[Opening Data for processing section]
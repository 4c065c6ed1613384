//! Report enrichment module
//!
//! Handles:
//! - Building tooltip entries from permission records and the role catalog
//! - Rendering tooltip content fragments
//! - Annotating report table cells with interactive tooltips
//! - Injecting tooltip styles and scripts
//! - Chunked, growth-checked enrichment of large documents

use std::collections::BTreeMap;
use std::fs;
use std::path::Path;

use anyhow::{Context, Result};

use crate::catalog::RoleCatalog;
use crate::models::{PermissionRecord, TooltipDetails, TooltipEntry};

pub mod annotator;
pub mod assets;
pub mod chunked;
pub mod tooltip;

/// Escape text for use in HTML content and double-quoted attributes
pub fn escape_html(text: &str) -> String {
    let mut escaped = String::with_capacity(text.len());
    for ch in text.chars() {
        match ch {
            '&' => escaped.push_str("&amp;"),
            '<' => escaped.push_str("&lt;"),
            '>' => escaped.push_str("&gt;"),
            '"' => escaped.push_str("&quot;"),
            '\'' => escaped.push_str("&#39;"),
            other => escaped.push(other),
        }
    }
    escaped
}

/// Build the tooltip payload for one record
pub fn entry_from_record(record: &PermissionRecord, catalog: &RoleCatalog) -> TooltipEntry {
    TooltipEntry {
        entity_name: record.entity.clone(),
        entity_type: record.entity_type.clone(),
        principal: record.principal.clone(),
        role: record.role.clone(),
        role_description: catalog.describe(&record.role),
        inherited: record.inherited,
        propagate: record.propagate,
        details: TooltipDetails {
            created_date: record.created_date,
            modified_date: record.modified_date,
            source: record.source,
            capabilities: catalog.capabilities_of(&record.role),
        },
    }
}

/// Build tooltip entries keyed by entity identifier.
/// Bindings that share an identifier collapse into the first one seen.
pub fn build_entries(records: &[PermissionRecord], catalog: &RoleCatalog) -> BTreeMap<String, TooltipEntry> {
    let mut entries = BTreeMap::new();
    for record in records {
        entries
            .entry(record.entity_identifier().to_string())
            .or_insert_with(|| entry_from_record(record, catalog));
    }
    entries
}

/// Load a tooltip side-channel file (JSON object of key to entry)
pub fn load_entries(path: &Path) -> Result<BTreeMap<String, TooltipEntry>> {
    let content = fs::read_to_string(path)
        .with_context(|| format!("Failed to read tooltip data {}", path.display()))?;
    serde_json::from_str(&content)
        .with_context(|| format!("Invalid tooltip data in {}", path.display()))
}

/// Write a tooltip side-channel file
pub fn save_entries(path: &Path, entries: &BTreeMap<String, TooltipEntry>) -> Result<()> {
    let json = serde_json::to_string_pretty(entries)?;
    fs::write(path, json).with_context(|| format!("Failed to write tooltip data {}", path.display()))
}
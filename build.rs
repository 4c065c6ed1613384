use std::process::Command;

fn main() {
    // Inject git commit hash into build for version reporting
    let output = Command::new("git")
        .args(["rev-parse", "--short", "HEAD"])
        .output();

    let git_hash = match output {
        Ok(output) if output.status.success() => {
            String::from_utf8(output.stdout).unwrap_or_else(|_| "unknown".to_string())
        }
        _ => "unknown".to_string(),
    };

    println!("cargo:rustc-env=PERMAUDIT_GIT_HASH={}", git_hash.trim());

    // Release pipelines may pin the reported version via PERMAUDIT_VERSION
    let version = std::env::var("PERMAUDIT_VERSION")
        .or_else(|_| std::env::var("CARGO_PKG_VERSION"))
        .unwrap_or_else(|_| "0.0.0".to_string());
    println!("cargo:rustc-env=PERMAUDIT_BUILD_VERSION={}", version);

    println!("cargo:rerun-if-changed=.git/HEAD");
    println!("cargo:rerun-if-env-changed=PERMAUDIT_VERSION");
}
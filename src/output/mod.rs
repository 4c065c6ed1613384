//! Output formatting module
//!
//! Handles:
//! - Human-readable run summaries
//! - JSON output of the same data
//! - End-of-run warnings for non-fatal issues

use anyhow::Result;
use serde::Serialize;

use crate::models::EnrichmentSummary;
use crate::pipeline::AuditReport;

pub mod progress;

/// Print any serializable run result as pretty JSON
pub fn print_json<T: Serialize>(value: &T) -> Result<()> {
    println!("{}", serde_json::to_string_pretty(value)?);
    Ok(())
}

fn format_duration(seconds: f64) -> String {
    if seconds < 1.0 {
        format!("{}ms", (seconds * 1000.0).round() as u64)
    } else {
        format!("{:.2}s", seconds)
    }
}

/// Lines describing an enrichment run
pub fn enrichment_lines(summary: &EnrichmentSummary) -> Vec<String> {
    let chunking = &summary.chunking;
    vec![
        "Enrichment Summary:".to_string(),
        format!("  Output: {}", summary.output_file),
        format!(
            "  Tooltips added: {} (of {} entries)",
            summary.tooltips_added, summary.entries_processed
        ),
        format!(
            "  Chunks: {} x {} entries",
            chunking.total_chunks, chunking.chunk_size
        ),
        format!("  Duration: {}", format_duration(chunking.processing_time_seconds)),
        format!("  Rate: {:.1} entries/s", chunking.processing_rate_per_second),
        format!("  Features: {}", summary.features.join(", ")),
    ]
}

/// Warning lines for non-fatal issues, empty when the run was clean
pub fn warning_lines(report: &AuditReport) -> Vec<String> {
    let mut lines = Vec::new();
    if !report.records_skipped.is_empty() {
        lines.push(format!(
            "  {} permission record(s) skipped as unreadable",
            report.records_skipped.len()
        ));
    }
    for warning in &report.pattern_warnings {
        lines.push(format!(
            "  Exclusion pattern {}:{} ignored: {}",
            warning.origin, warning.source_line, warning.pattern
        ));
    }
    let unused = report.per_pattern_counts.values().filter(|count| **count == 0).count();
    if unused > 0 {
        lines.push(format!("  {} exclusion pattern(s) matched nothing", unused));
    }
    if report.backup_failures > 0 {
        lines.push(format!("  {} backup snapshot(s) could not be written", report.backup_failures));
    }
    lines
}

/// Print the audit result in human-readable format
pub fn format_audit_human(report: &AuditReport) -> Result<()> {
    println!("Audit Summary:");
    println!("  Records: {}", report.records_file);
    println!("  Loaded: {} permissions", report.records_loaded);
    if report.excluded_count > 0 {
        println!("  Excluded: {} permissions", report.excluded_count);
    }
    println!("  Report: {}", report.output_file);
    println!();

    println!("Permissions by category:");
    for (group, count) in report.group_counts.iter().filter(|(_, count)| **count > 0) {
        println!("  {:<16} {}", group.title(), count);
    }
    println!();

    if let Some(summary) = &report.enrichment {
        for line in enrichment_lines(summary) {
            println!("{}", line);
        }
        println!();
    }

    let warnings = warning_lines(report);
    if !warnings.is_empty() {
        println!("Warnings:");
        for line in warnings {
            println!("{}", line);
        }
    }

    Ok(())
}

/// Print an enrichment result in human-readable format
pub fn format_enrich_human(summary: &EnrichmentSummary, backup_failures: usize) -> Result<()> {
    for line in enrichment_lines(summary) {
        println!("{}", line);
    }
    if backup_failures > 0 {
        println!("Warnings:");
        println!("  {} backup snapshot(s) could not be written", backup_failures);
    }
    Ok(())
}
[Closing Data for processing section]
Transcribe all of the material above so that it matches the source exactly.

repository 4c065c6ed1613384
//! Report enrichment module
//!
//! Handles:
//! - Building tooltip entries from permission records and the role catalog
//! - Rendering tooltip content fragments
//! - Annotating report table cells with interactive tooltips
//! - Injecting tooltip styles and scripts
//! - Chunked, growth-checked enrichment of large documents

use std::collections::BTreeMap;
use std::fs;
use std::path::Path;

use anyhow::{Context, Result};

use crate::catalog::RoleCatalog;
use crate::models::{PermissionRecord, TooltipDetails, TooltipEntry};

pub mod annotator;
pub mod assets;
pub mod chunked;
pub mod tooltip;

/// Escape text for use in HTML content and double-quoted attributes
pub fn escape_html(text: &str) -> String {
    let mut escaped = String::with_capacity(text.len());
    for ch in text.chars() {
        match ch {
            '&' => escaped.push_str("&amp;"),
            '<' => escaped.push_str("&lt;"),
            '>' => escaped.push_str("&gt;"),
            '"' => escaped.push_str("&quot;"),
            '\'' => escaped.push_str("&#39;"),
            other => escaped.push(other),
        }
    }
    escaped
}

/// Build the tooltip payload for one record
pub fn entry_from_record(record: &PermissionRecord, catalog: &RoleCatalog) -> TooltipEntry {
    TooltipEntry {
        entity_name: record.entity.clone(),
        entity_type: record.entity_type.clone(),
        principal: record.principal.clone(),
        role: record.role.clone(),
        role_description: catalog.describe(&record.role),
        inherited: record.inherited,
        propagate: record.propagate,
        details: TooltipDetails {
            created_date: record.created_date,
            modified_date: record.modified_date,
            source: record.source,
            capabilities: catalog.capabilities_of(&record.role),
        },
    }
}

/// Build tooltip entries keyed by entity identifier.
/// Bindings that share an identifier collapse into the first one seen.
pub fn build_entries(records: &[PermissionRecord], catalog: &RoleCatalog) -> BTreeMap<String, TooltipEntry> {
    let mut entries = BTreeMap::new();
    for record in records {
        entries
            .entry(record.entity_identifier().to_string())
            .or_insert_with(|| entry_from_record(record, catalog));
    }
    entries
}

/// Load a tooltip side-channel file (JSON object of key to entry)
pub fn load_entries(path: &Path) -> Result<BTreeMap<String, TooltipEntry>> {
    let content = fs::read_to_string(path)
        .with_context(|| format!("Failed to read tooltip data {}", path.display()))?;
    serde_json::from_str(&content)
        .with_context(|| format!("Invalid tooltip data in {}", path.display()))
}

/// Write a tooltip side-channel file
pub fn save_entries(path: &Path, entries: &BTreeMap<String, TooltipEntry>) -> Result<()> {
    let json = serde_json::to_string_pretty(entries)?;
    fs::write(path, json).with_context(|| format!("Failed to write tooltip data {}", path.display()))
}
filename build.rs
repository 4c065c6ed1613384
use std::process::Command;

fn main() {
    // Inject git commit hash into build for version reporting
    let output = Command::new("git")
        .args(["rev-parse", "--short", "HEAD"])
        .output();

    let git_hash = match output {
        Ok(output) if output.status.success() => {
            String::from_utf8(output.stdout).unwrap_or_else(|_| "unknown".to_string())
        }
        _ => "unknown".to_string(),
    };

    println!("cargo:rustc-env=PERMAUDIT_GIT_HASH={}", git_hash.trim());

    // Release pipelines may pin the reported version via PERMAUDIT_VERSION
    let version = std::env::var("PERMAUDIT_VERSION")
        .or_else(|_| std::env::var("CARGO_PKG_VERSION"))
        .unwrap_or_else(|_| "0.0.0".to_string());
    println!("cargo:rustc-env=PERMAUDIT_BUILD_VERSION={}", version);

    println!("cargo:rerun-if-changed=.git/HEAD");
    println!("cargo:rerun-if-env-changed=PERMAUDIT_VERSION");
}
filename src/output/mod.rs
repository 4c065c6ed1613384
//! Output formatting module
//!
//! Handles:
//! - Human-readable run summaries
//! - JSON output of the same data
//! - End-of-run warnings for non-fatal issues

use anyhow::Result;
use serde::Serialize;

use crate::models::EnrichmentSummary;
use crate::pipeline::AuditReport;

pub mod progress;

/// Print any serializable run result as pretty JSON
pub fn print_json<T: Serialize>(value: &T) -> Result<()> {
    println!("{}", serde_json::to_string_pretty(value)?);
    Ok(())
}

fn format_duration(seconds: f64) -> String {
    if seconds < 1.0 {
        format!("{}ms", (seconds * 1000.0).round() as u64)
    } else {
        format!("{:.2}s", seconds)
    }
}

/// Lines describing an enrichment run
pub fn enrichment_lines(summary: &EnrichmentSummary) -> Vec<String> {
    let chunking = &summary.chunking;
    vec![
        "Enrichment Summary:".to_string(),
        format!("  Output: {}", summary.output_file),
        format!(
            "  Tooltips added: {} (of {} entries)",
            summary.tooltips_added, summary.entries_processed
        ),
        format!(
            "  Chunks: {} x {} entries",
            chunking.total_chunks, chunking.chunk_size
        ),
        format!("  Duration: {}", format_duration(chunking.processing_time_seconds)),
        format!("  Rate: {:.1} entries/s", chunking.processing_rate_per_second),
        format!("  Features: {}", summary.features.join(", ")),
    ]
}

/// Warning lines for non-fatal issues, empty when the run was clean
pub fn warning_lines(report: &AuditReport) -> Vec<String> {
    let mut lines = Vec::new();
    if !report.records_skipped.is_empty() {
        lines.push(format!(
            "  {} permission record(s) skipped as unreadable",
            report.records_skipped.len()
        ));
    }
    for warning in &report.pattern_warnings {
        lines.push(format!(
            "  Exclusion pattern {}:{} ignored: {}",
            warning.origin, warning.source_line, warning.pattern
        ));
    }
    let unused = report.per_pattern_counts.values().filter(|count| **count == 0).count();
    if unused > 0 {
        lines.push(format!("  {} exclusion pattern(s) matched nothing", unused));
    }
    if report.backup_failures > 0 {
        lines.push(format!("  {} backup snapshot(s) could not be written", report.backup_failures));
    }
    lines
}

/// Print the audit result in human-readable format
pub fn format_audit_human(report: &AuditReport) -> Result<()> {
    println!("Audit Summary:");
    println!("  Records: {}", report.records_file);
    println!("  Loaded: {} permissions", report.records_loaded);
    if report.excluded_count > 0 {
        println!("  Excluded: {} permissions", report.excluded_count);
    }
    println!("  Report: {}", report.output_file);
    println!();

    println!("Permissions by category:");
    for (group, count) in report.group_counts.iter().filter(|(_, count)| **count > 0) {
        println!("  {:<16} {}", group.title(), count);
    }
    println!();

    if let Some(summary) = &report.enrichment {
        for line in enrichment_lines(summary) {
            println!("{}", line);
        }
        println!();
    }

    let warnings = warning_lines(report);
    if !warnings.is_empty() {
        println!("Warnings:");
        for line in warnings {
            println!("{}", line);
        }
    }

    Ok(())
}

/// Print an enrichment result in human-readable format
pub fn format_enrich_human(summary: &EnrichmentSummary, backup_failures: usize) -> Result<()> {
    for line in enrichment_lines(summary) {
        println!("{}", line);
    }
    if backup_failures > 0 {
        println!("Warnings:");
        println!("  {} backup snapshot(s) could not be written", backup_failures);
    }
    Ok(())
}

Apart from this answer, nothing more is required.